Data-driven decision making is an unspoken axiom in today’s business world. It’s hard to imagine a company that has never tried to implement this practice—regardless of its location, size or industry. In the customer experience space, data plays an even more significant role when it comes to understanding customers—their emotions, feelings, experiential history and expectations toward their interactions with a brand and company. The corporate world must navigate this varied landscape through the design of comprehensive customer experience journeys, developing and bucketing consumers’ personas and high-value touchpoints.

Equipped with this knowledge and observations, we invest a good deal of money into strategic and tactical projects, and measure, evaluate, revamp, and re-launch them only to find out that the assumptions weren’t sufficient enough to drive a conclusion. In the moments of success and despair, we always come back to the data—the greatest friend and foe of businesses today.

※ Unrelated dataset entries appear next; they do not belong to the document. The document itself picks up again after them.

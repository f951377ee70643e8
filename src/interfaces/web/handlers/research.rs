use std::sync::Arc;

use axum::Json;
use axum::extract::State;
use axum::http::StatusCode;
use serde::Deserialize;
use serde_json::json;

use super::{ApiResponse, error_response, failed_task_response};
use crate::core::engine::Engine;
use crate::core::orchestrator::types::TaskState;
use crate::core::research::ResearchOutcome;

#[derive(Deserialize)]
pub struct ResearchRequest {
    pub requester_id: String,
    pub query: String,
    #[serde(default)]
    pub max_results: Option<usize>,
    #[serde(default)]
    pub preferred_agent: Option<String>,
}

/// POST /research. Waits out the research deadline for the synchronous
/// answer shape; a slower run falls back to 202 with the task handle.
pub async fn run(
    State(engine): State<Arc<Engine>>,
    Json(req): Json<ResearchRequest>,
) -> ApiResponse {
    let task = match engine
        .orchestrator
        .research(
            &req.requester_id,
            &req.query,
            req.max_results,
            req.preferred_agent.as_deref(),
        )
        .await
    {
        Ok(task) => task,
        Err(e) => return error_response(&e),
    };

    let settled = match engine
        .orchestrator
        .wait(&task.id, engine.settings.research_deadline)
        .await
    {
        Ok(task) => task,
        Err(e) => return error_response(&e),
    };

    match settled.state {
        TaskState::Completed => {
            let outcome: Option<ResearchOutcome> = settled
                .output
                .as_deref()
                .and_then(|o| serde_json::from_str(o).ok());
            match outcome {
                Some(outcome) => (
                    StatusCode::OK,
                    Json(json!({
                        "task_id": settled.id,
                        "answer": outcome.answer,
                        "sources": outcome.sources,
                        "used_model": outcome.model_id,
                        "pages_synthesised": outcome.pages_synthesised,
                    })),
                ),
                None => (
                    StatusCode::OK,
                    Json(json!({ "task_id": settled.id, "answer": settled.output })),
                ),
            }
        }
        TaskState::Failed | TaskState::Cancelled => failed_task_response(&settled),
        _ => (
            StatusCode::ACCEPTED,
            Json(json!({ "task_id": settled.id })),
        ),
    }
}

Customer Experience Qualitative Vs. Quantitative Data

In the voice of the customer world, qualitative and quantitative data must be integrated and closely related; it is not enough to complement them. Imagine that you just conducted a relational Net Promoter System® (NPS) survey, and most of the feedback you received was about your product. Logically, it’s easy to assume the product should become your primary area of focus in outlining the action plan that addresses the major pain points of your customers.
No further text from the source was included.